Richmond Heath 00:20:39 So it’s no different to if I’ve been bitten by a black dog as a child and my body’s learnt that anything associated with dogs is dangerous. And someone brings me in a fluffy white puppy that’s only two days old. There’s no threat whatsoever, but my body starts to generate anxiety. I mean, this is what we would call a phobia. So in that moment there is no threat. But my system is responding actively as if there is a threat. And so this is where with chronic illness, what we’re looking to support. And it’s not the only element it’s going to say, it’s not saying this is this magic thing. Like if you do trembling every day and then you eat 16 hamburgers and watch reality TV, you’re probably going to keep your chronic illness. Your life is not going to be good. But what we’re looking for, right?
Dr. Jessica Drummond 00:21:23 It’s not the only issue.
Richmond Heath 00:21:24 That’s right. It’s not the only thing. It’s part of a big, you know, integrative sort of field that we want to do.
Richmond Heath 00:21:28 But the key thing is we’re looking to find ways to help our organism or support our organism to switch off its active sort of stress and trauma responses in the moment. And that’s where the shaking and treasuring reflex has evolved in mammals and all humans, but it’s something we just overlook and we don’t necessarily understand or use.
Dr. Jessica Drummond 00:21:52 So one of the things that I like that’s so interesting about what you just said is that we can access now kind of these patterns of trauma response without necessarily having to know, because I think sometimes people don’t know what their bucket of traumas are. So it’s hard to then, you know, use things like talk therapy if people don’t even have an awareness of it, and especially for things that are more like autoimmune chronic illnesses or digestive chronic illnesses, where it might have been a physiologic trauma, you know, a virus or a metabolic dysregulation or something like that, it’s hard to then sort of unwind that.
Richmond Heath 00:22:39 Absolutely. So that’s one of the limitations of our existing sort of talk therapy based model is to say, okay, my body’s gone into complete immobility, shutdown in relation to mold.
Richmond Heath 00:22:50 Okay. Well, I want you to talk about that. How can you say, oh, well, the mold did this and it went into my system like there’s no story. Similar things are happening when we look at the children of people involved in mass trauma, like the Holocaust or 911, you know, babies that were in utero are coming out with, you know, post-traumatic stress, basically.
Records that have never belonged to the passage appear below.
// Copyright (c) 2026 100monkeys.ai
// SPDX-License-Identifier: AGPL-3.0

//! HTTP server exposing the control plane operations
//!
//! Every route except `/health` requires a matching `x-api-key` header when
//! an API key is configured. Errors are returned as `{"error": "<message>"}`.

use anyhow::{Context, Result};
use axum::{
    extract::{Request, State},
    http::{header, StatusCode},
    middleware::{self, Next},
    response::{
        sse::{Event, KeepAlive, Sse},
        IntoResponse, Response,
    },
    routing::{get, post},
    Json, Router,
};
use futures::Stream;
use metrics_exporter_prometheus::{PrometheusBuilder, PrometheusHandle};
use serde::Deserialize;
use serde_json::json;
use std::convert::Infallible;
use std::sync::Arc;
use tokio::net::TcpListener;
use tokio::signal;
use tokio_stream::wrappers::{errors::BroadcastStreamRecvError, BroadcastStream};
use tokio_stream::StreamExt;
use tower_http::trace::TraceLayer;
use tracing::{error, info, warn};

use twinboss_core::application::{ControlPlaneError, ControlPlaneService, PlaybookService, TwinService};
use twinboss_core::domain::generation::ContentGenerator;
use twinboss_core::domain::upsert::{AgentRegistration, HostDomainRequest, StorageSetupRequest};
use twinboss_core::infrastructure::{EventBus, FallbackGenerator};

use crate::commands::ControlPlaneContext;

const API_KEY_HEADER: &str = "x-api-key";

#[derive(Debug, thiserror::Error)]
pub enum ApiError {
    #[error("unauthorized")]
    Unauthorized,

    #[error(transparent)]
    ControlPlane(#[from] ControlPlaneError),

    #[error("internal error: {0}")]
    Internal(String),
}

impl IntoResponse for ApiError {
    fn into_response(self) -> Response {
        let status = match &self {
            ApiError::Unauthorized => StatusCode::UNAUTHORIZED,
            ApiError::ControlPlane(ControlPlaneError::InvalidDomain(_))
            | ApiError::ControlPlane(ControlPlaneError::Validation(_)) => StatusCode::BAD_REQUEST,
            ApiError::ControlPlane(_) | ApiError::Internal(_) => StatusCode::INTERNAL_SERVER_ERROR,
        };
        if status.is_server_error() {
            error!("Request failed: {}", self);
        }
        (status, Json(json!({ "error": self.to_string() }))).into_response()
    }
}

/// Shared handler state
pub struct AppState {
    control_plane: Arc<ControlPlaneService>,
    twin: TwinService,
    playbooks: PlaybookService,
    event_bus: Arc<EventBus>,
    api_key: Option<String>,
    metrics: Option<PrometheusHandle>,
}

impl AppState {
    pub fn new(control_plane: Arc<ControlPlaneService>, generator: Arc<dyn ContentGenerator>) -> Self {
        let event_bus = control_plane.event_bus().clone();
        Self {
            twin: TwinService::new(generator, event_bus.clone()),
            playbooks: PlaybookService::new(control_plane.clone()),
            control_plane,
            event_bus,
            api_key: None,
            metrics: None,
        }
    }

    pub fn with_api_key(mut self, api_key: Option<String>) -> Self {
        self.api_key = api_key.filter(|key| !key.is_empty());
        self
    }

    pub fn with_metrics(mut self, handle: PrometheusHandle) -> Self {
        self.metrics = Some(handle);
        self
    }

    pub fn with_playbooks(mut self, playbooks: PlaybookService) -> Self {
        self.playbooks = playbooks;
        self
    }
}

pub fn router(state: AppState) -> Router {
    let state = Arc::new(state);

    let protected = Router::new()
        .route("/config", get(config_handler))
        .route("/domains", get(list_domains_handler))
        .route("/domains/host", post(host_domain_handler))
        .route("/storage/date", get(storage_handler))
        .route("/storage/date/setup", post(setup_storage_handler))
        .route("/agents", get(list_agents_handler))
        .route("/agents/register", post(register_agent_handler))
        .route("/agents/create", post(ensure_agent_handler))
        .route("/agents/twin/execute", post(twin_execute_handler))
        .route("/business/integrate", post(business_integrate_handler))
        .route("/admin/automate", post(admin_automate_handler))
        .route("/fundraising/deploy", post(fundraising_deploy_handler))
        .route("/previews/stream", get(previews_stream_handler))
        .route("/metrics", get(metrics_handler))
        .route_layer(middleware::from_fn_with_state(state.clone(), require_api_key));

    Router::new()
        .route("/health", get(health_handler))
        .merge(protected)
        .layer(TraceLayer::new_for_http())
        .with_state(state)
}

/// Bootstrap the control plane and serve until Ctrl+C / SIGTERM
pub async fn serve(ctx: ControlPlaneContext) -> Result<()> {
    let metrics = PrometheusBuilder::new()
        .install_recorder()
        .context("Failed to install metrics recorder")?;

    let bootstrap = ctx
        .control_plane
        .bootstrap()
        .context("Failed to bootstrap control plane")?;
    info!(
        "State ready at revision {} ({} seed domains added)",
        bootstrap.revision,
        bootstrap.seeded.len()
    );

    let generator = FallbackGenerator::from_config(&ctx.config.spec.generation);
    if !generator.is_live() {
        warn!("No OpenAI key configured; twin execution returns placeholder output");
    }

    let api = &ctx.config.spec.api;
    let state = AppState::new(ctx.control_plane.clone(), Arc::new(generator))
        .with_api_key(api.api_key.clone())
        .with_metrics(metrics);

    let addr = format!("{}:{}", api.bind_address, api.port);
    let listener = TcpListener::bind(&addr)
        .await
        .with_context(|| format!("Failed to bind to {}", addr))?;

    info!("Twin Boss API listening on {}", addr);

    axum::serve(listener, router(state))
        .with_graceful_shutdown(shutdown_signal())
        .await
        .context("HTTP server failed")?;

    info!("Twin Boss API shutting down");
    Ok(())
}

async fn shutdown_signal() {
    let ctrl_c = async {
        if let Err(e) = signal::ctrl_c().await {
            error!("Failed to install Ctrl+C handler: {}", e);
            std::future::pending::<()>().await;
        }
    };

    #[cfg(unix)]
    let terminate = async {
        match signal::unix::signal(signal::unix::SignalKind::terminate()) {
            Ok(mut sigterm) => {
                sigterm.recv().await;
            }
            Err(e) => {
                error!("Failed to install SIGTERM handler: {}", e);
                std::future::pending::<()>().await;
            }
        }
    };

    #[cfg(not(unix))]
    let terminate = std::future::pending::<()>();

    tokio::select! {
        _ = ctrl_c => {
            info!("Received Ctrl+C signal");
        },
        _ = terminate => {
            info!("Received SIGTERM signal");
        },
    }
}

async fn require_api_key(
    State(state): State<Arc<AppState>>,
    request: Request,
    next: Next,
) -> Result<Response, ApiError> {
    if let Some(expected) = &state.api_key {
        let provided = request
            .headers()
            .get(API_KEY_HEADER)
            .and_then(|value| value.to_str().ok());
        if provided != Some(expected.as_str()) {
            return Err(ApiError::Unauthorized);
        }
    }
    Ok(next.run(request).await)
}

/// Run a state operation off the async workers
async fn blocking<T, F>(state: &AppState, operation: F) -> Result<T, ApiError>
where
    F: FnOnce(&ControlPlaneService) -> Result<T, ControlPlaneError> + Send + 'static,
    T: Send + 'static,
{
    let control_plane = state.control_plane.clone();
    tokio::task::spawn_blocking(move || operation(&control_plane))
        .await
        .map_err(|e| ApiError::Internal(e.to_string()))?
        .map_err(ApiError::from)
}

/// Like [`blocking`], for operations that need more than the control plane
async fn blocking_with_state<T, F>(state: &Arc<AppState>, operation: F) -> Result<T, ApiError>
where
    F: FnOnce(&AppState) -> Result<T, ControlPlaneError> + Send + 'static,
    T: Send + 'static,
{
    let state = Arc::clone(state);
    tokio::task::spawn_blocking(move || operation(&state))
        .await
        .map_err(|e| ApiError::Internal(e.to_string()))?
        .map_err(ApiError::from)
}

async fn health_handler() -> Json<serde_json::Value> {
    let now = chrono::Utc::now();
    Json(json!({
        "ok": true,
        "service": "twinboss",
        "time": now.timestamp_millis() as f64 / 1000.0,
    }))
}

async fn config_handler(State(state): State<Arc<AppState>>) -> Result<Json<serde_json::Value>, ApiError> {
    let summary = blocking(&state, |cp| cp.config_summary()).await?;
    Ok(Json(json!(summary)))
}

async fn list_domains_handler(State(state): State<Arc<AppState>>) -> Result<Json<serde_json::Value>, ApiError> {
    let (domains, revision) = blocking(&state, |cp| cp.list_domains()).await?;
    Ok(Json(json!({ "domains": domains, "revision": revision })))
}

async fn host_domain_handler(
    State(state): State<Arc<AppState>>,
    Json(request): Json<HostDomainRequest>,
) -> Result<Json<serde_json::Value>, ApiError> {
    let hosted = blocking(&state, move |cp| cp.host_domain(&request)).await?;
    Ok(Json(json!({ "domain": hosted.record, "revision": hosted.revision })))
}

async fn storage_handler(State(state): State<Arc<AppState>>) -> Result<Json<serde_json::Value>, ApiError> {
    let profile = blocking(&state, |cp| cp.storage_profile()).await?;
    Ok(Json(json!(profile)))
}

async fn setup_storage_handler(
    State(state): State<Arc<AppState>>,
    Json(request): Json<StorageSetupRequest>,
) -> Result<Json<serde_json::Value>, ApiError> {
    let ready = blocking(&state, move |cp| cp.setup_storage(&request)).await?;
    Ok(Json(json!({ "storage": ready.record, "revision": ready.revision })))
}

async fn list_agents_handler(State(state): State<Arc<AppState>>) -> Result<Json<serde_json::Value>, ApiError> {
    let (agents, revision) = blocking(&state, |cp| cp.list_agents()).await?;
    Ok(Json(json!({ "agents": agents, "revision": revision })))
}

async fn register_agent_handler(
    State(state): State<Arc<AppState>>,
    Json(request): Json<AgentRegistration>,
) -> Result<Json<serde_json::Value>, ApiError> {
    let registered = blocking(&state, move |cp| cp.register_agent(&request)).await?;
    Ok(Json(json!({ "agent": registered.record, "revision": registered.revision })))
}

#[derive(Deserialize)]
struct EnsureAgentBody {
    #[serde(default)]
    name: String,
}

async fn ensure_agent_handler(
    State(state): State<Arc<AppState>>,
    Json(body): Json<EnsureAgentBody>,
) -> Result<Json<serde_json::Value>, ApiError> {
    let ensured = blocking(&state, move |cp| cp.ensure_agent(&body.name)).await?;
    let agent = ensured.record;
    Ok(Json(json!({
        "created": agent.name,
        "rights": agent.rights,
        "status": agent.status,
        "slug": agent.slug,
        "revision": ensured.revision,
    })))
}

#[derive(Deserialize)]
struct TwinQuery {
    query: String,
}

async fn twin_execute_handler(
    State(state): State<Arc<AppState>>,
    Json(body): Json<TwinQuery>,
) -> Result<Json<serde_json::Value>, ApiError> {
    let outcome = state.twin.twin_execute(&body.query).await?;
    Ok(Json(json!(outcome)))
}

async fn business_integrate_handler(State(state): State<Arc<AppState>>) -> Result<Json<serde_json::Value>, ApiError> {
    let report = blocking_with_state(&state, |state| state.playbooks.business_integrate()).await?;
    Ok(Json(json!(report)))
}

async fn admin_automate_handler(State(state): State<Arc<AppState>>) -> Json<serde_json::Value> {
    Json(json!(state.playbooks.admin_automate()))
}

async fn fundraising_deploy_handler(State(state): State<Arc<AppState>>) -> Json<serde_json::Value> {
    Json(json!(state.playbooks.fundraising_deploy().await))
}

async fn previews_stream_handler(
    State(state): State<Arc<AppState>>,
) -> Sse<impl Stream<Item = Result<Event, Infallible>>> {
    let stream = BroadcastStream::new(state.event_bus.subscribe_raw()).filter_map(|item| match item {
        Ok(event) => Some(Ok(Event::default().data(event.to_string()))),
        Err(BroadcastStreamRecvError::Lagged(n)) => {
            warn!("Preview stream lagged by {} events", n);
            None
        }
    });

    Sse::new(stream).keep_alive(KeepAlive::default())
}

async fn metrics_handler(State(state): State<Arc<AppState>>) -> impl IntoResponse {
    let body = state
        .metrics
        .as_ref()
        .map(|handle| handle.render())
        .unwrap_or_default();
    ([(header::CONTENT_TYPE, "text/plain; version=0.0.4")], body)
}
So it’s like asking them, well, okay, I want you to talk about that experience that happened when you were completely unconscious in your mother’s tummy. So this is where there’s a limit to using talk therapy. And one of the key things is our conscious mind or our ego for just to keep a simple use. We love to try and understand things, and we think that the solution to all our problems is going to be when we understand what caused them. So the founded theory of theory, David Bocelli, he had a wonderful story where he’d been working in war zones and natural disasters and had his own experience of post-traumatic stress, And he got sent off to, you know, through his organization, sent off to do psychotherapy, which he did for a year or two.
Richmond Heath 00:23:48 And I’ll never forget him making this great statement at a workshop is explaining the story. And he said, look, at the end of two years or however long it was, he said, I knew where all of my trauma came from. I knew all the issues about my mum and my father, but the trauma I’d been through, but I was still sick. So for him and you know, it’s that thing going there is all of these patterns in our nervous system. It doesn’t really matter. And our conscious mind thinks, if I just know what the problem is, then I’ll be able to fix it. And then most of us find go, oh, okay. Well, I know that I’ve got what the original trauma was, but doesn’t mean that it’s changed in the physiology of the body. And on the flip side, Jessica and I love to explain this to people when they’re learning tra and learning to shake and tremor our conscious mind. And he goes, like, I need to understand what’s happening, is that the nervous system down regulating is the hormonal things changing, you know, all that sort of thing.
Richmond Heath 00:24:39 And I love to explain to people that our body doesn’t care to hurts. It doesn’t need to know what the research and the evidence was. It doesn’t matter whether my conscious mind interprets the thing from a neurological perspective and energetic perspective. You know, Kundalini, hormonal responses, whatever it is, it just needs an opportunity to be able to do its natural processes. So for me, part of the beauty of using this tremor and shaking responses, you know, and tree we use a poly vaguely informed neuroscientific model. But I like to explain to people, look, that’s really only there to get your conscious mind and your ego out of the way, or to make sense of it enough to let go and let the body start to shake and tremble, because the body doesn’t care whether you understand it. The body doesn’t care whether you know where your original trauma was, even though you’re not generally not going to know apart from people who do have a very specific trauma. And what we see often happening is Rather than us trying to go searching for what’s the cause of the trauma, which is a very intellectual head based thing.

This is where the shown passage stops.